God said, “I need somebody strong enough to clear trees and heave bales, yet gentle enough to tame lambs and wean pigs and tend the pink-combed pullets, who will stop his mower for an hour to splint the broken leg of a meadow lark. It had to be somebody who’d plow deep and straight and not cut corners. Somebody to seed, weed, feed, breed and rake and disc and plow and plant and tie the fleece and strain the milk and replenish the self-feeder and finish a hard week’s work with a five-mile drive to church.

— ∞ —

The recurrent theme in Harvey’s speech is the hard work involved in farming. While Harvey’s math may occasionally be questionable (how does one complete a 40 hour work week in 36 hours, for instance?) the basic message is correct. Farming is hard work, and it involves quite a bit of busting of one’s own ass. Unfortunately, we live in a society that has so been cushioned by the ghost work force of fossil fuel slaves, that we’ve forgotten the hard work that’s necessary for living well in this world.

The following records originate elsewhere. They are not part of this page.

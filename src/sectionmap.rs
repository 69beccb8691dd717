use std::collections::BTreeMap;

use indexmap::IndexMap;
use strum::IntoEnumIterator;

use crate::record::{ChangeType, CommitRecord};

/// The title of the section breaking commits are additionally listed under
pub const BREAKING_SECTION: &str = "Breaking Changes";

/// The second level of the release notes, i.e. the scopes -> commits.
/// Commits without a scope are keyed by the empty string.
pub type ScopeMap<'a> = BTreeMap<String, Vec<&'a CommitRecord>>;

/// A struct which holds sections to scopes->commits map for one release
pub struct SectionMap<'a> {
    /// The top level map of the release notes, i.e. section title -> scopes.
    /// Breaking changes come first, then one section per change type in
    /// `ChangeType` order. Empty sections are left out.
    pub sections: IndexMap<&'static str, ScopeMap<'a>>,
}

impl<'a> SectionMap<'a> {
    /// Creates a section map from a slice of commits, which we can then
    /// iterate through and write
    ///
    /// # Example
    ///
    /// ```no_run
    /// # use releasedb::{ReleaseStore, SectionMap};
    /// let store = ReleaseStore::new().unwrap();
    /// let release = store.get("0.25.1").unwrap();
    ///
    /// let sm = SectionMap::from_commits(&release.commits);
    /// for (title, scopes) in &sm.sections {
    ///     println!("{title}: {} scopes", scopes.len());
    /// }
    /// ```
    pub fn from_commits(commits: &'a [CommitRecord]) -> SectionMap<'a> {
        let mut by_type: BTreeMap<ChangeType, ScopeMap<'a>> = BTreeMap::new();
        let mut breaking = ScopeMap::new();

        for entry in commits {
            let scope = entry.scopes.join(", ");
            if entry.breaking_change {
                breaking.entry(scope.clone()).or_default().push(entry);
            }
            by_type
                .entry(entry.change_type)
                .or_default()
                .entry(scope)
                .or_default()
                .push(entry);
        }

        let mut sections = IndexMap::new();
        if !breaking.is_empty() {
            sections.insert(BREAKING_SECTION, breaking);
        }
        for ty in ChangeType::iter() {
            if let Some(scopes) = by_type.remove(&ty) {
                sections.insert(ty.section_title(), scopes);
            }
        }

        SectionMap { sections }
    }
}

It’s only been in the last few centuries, with the discovery of massive stores of fossil fuel energy, that we’ve been able to live the myth that we can survive without having to engage in hard, physical, yet rewarding labor, without having to know and intimately understand the land upon which we live, without having to have a distinct and instinctual understanding of our local ecosystems and what keeps them functioning. It’s only through the brute force of massive amounts of applied energy that we’ve been able to escape lives rooted in the earth and our fellow multitudes of creatures. And this has made us soft. The vast majority of us no longer understand the hard work that it normally takes to live in this world. We will know again, as we continue the long and ragged process of running out of fossil fuels over the next couple centuries, but for now we are a population divorced from the hard realities of surviving on this planet.

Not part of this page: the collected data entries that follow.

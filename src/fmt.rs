mod md_writer;
mod toml_writer;

use strum::{Display, EnumString};

pub use self::{md_writer::MarkdownWriter, toml_writer::TomlWriter};
pub(crate) use self::toml_writer::document_to_toml;
use crate::{error::Result, record::ReleaseRecord, store::ReleaseStore};

#[derive(Copy, Clone, PartialEq, Eq, Debug, Default, EnumString, Display)]
#[strum(ascii_case_insensitive, serialize_all = "lowercase")]
pub enum RecordFormat {
    Toml,
    #[default]
    Markdown,
}

string_serde!(RecordFormat);

/// A trait that allows writing a single release record in an arbitrary
/// format. The store is passed along for output options such as the
/// repository and link style.
///
/// `releasedb` provides two default implementors of this trait,
/// `releasedb::fmt::TomlWriter` for the authored record format and
/// `releasedb::fmt::MarkdownWriter` for human readable release notes
pub trait FormatWriter {
    /// Writes `record` using the options of `store`
    fn write_release(&mut self, store: &ReleaseStore, record: &ReleaseRecord) -> Result<()>;
}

This is my frustration with Chrysler’s ad. It feeds American myths that died when everyone decided it was too much work to live the lives they exalt. It feeds our national complacence by telling us that this reality still exists—even when it largely doesn’t—and provides us a comfort that requires no work, requires no change in our lives, requires no alteration of our behaviors or decisions. By weaving these quiet and comforting tales, by obsessively romanticizing lives that most people no longer bother to live, it insulates us from the hard and necessary work of actually living those lives.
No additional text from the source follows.